[Saved data entries]
***
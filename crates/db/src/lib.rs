pub mod connection;
pub mod fixtures;
pub mod gateway;
pub mod migrations;
pub mod repositories;

pub use connection::{connect_with_settings, DbPool};
pub use fixtures::{DemoDataset, DemoOrderInfo, SeedResult, VerificationResult};
pub use gateway::{DataStoreGateway, QueryRow, SqliteDataStore};
pub use repositories::{
    session_store_for, InMemorySessionStore, RepositoryError, SessionStore, SqlSessionStore,
};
***
- **Brief**
Copy the records above exactly, leaving nothing out.

- **Response to this task**
filename crates/db/src/lib.rs
pub mod connection;
pub mod fixtures;
pub mod gateway;
pub mod migrations;
pub mod repositories;

pub use connection::{connect_with_settings, DbPool};
pub use fixtures::{DemoDataset, DemoOrderInfo, SeedResult, VerificationResult};
pub use gateway::{DataStoreGateway, QueryRow, SqliteDataStore};
pub use repositories::{
    session_store_for, InMemorySessionStore, RepositoryError, SessionStore, SqlSessionStore,
};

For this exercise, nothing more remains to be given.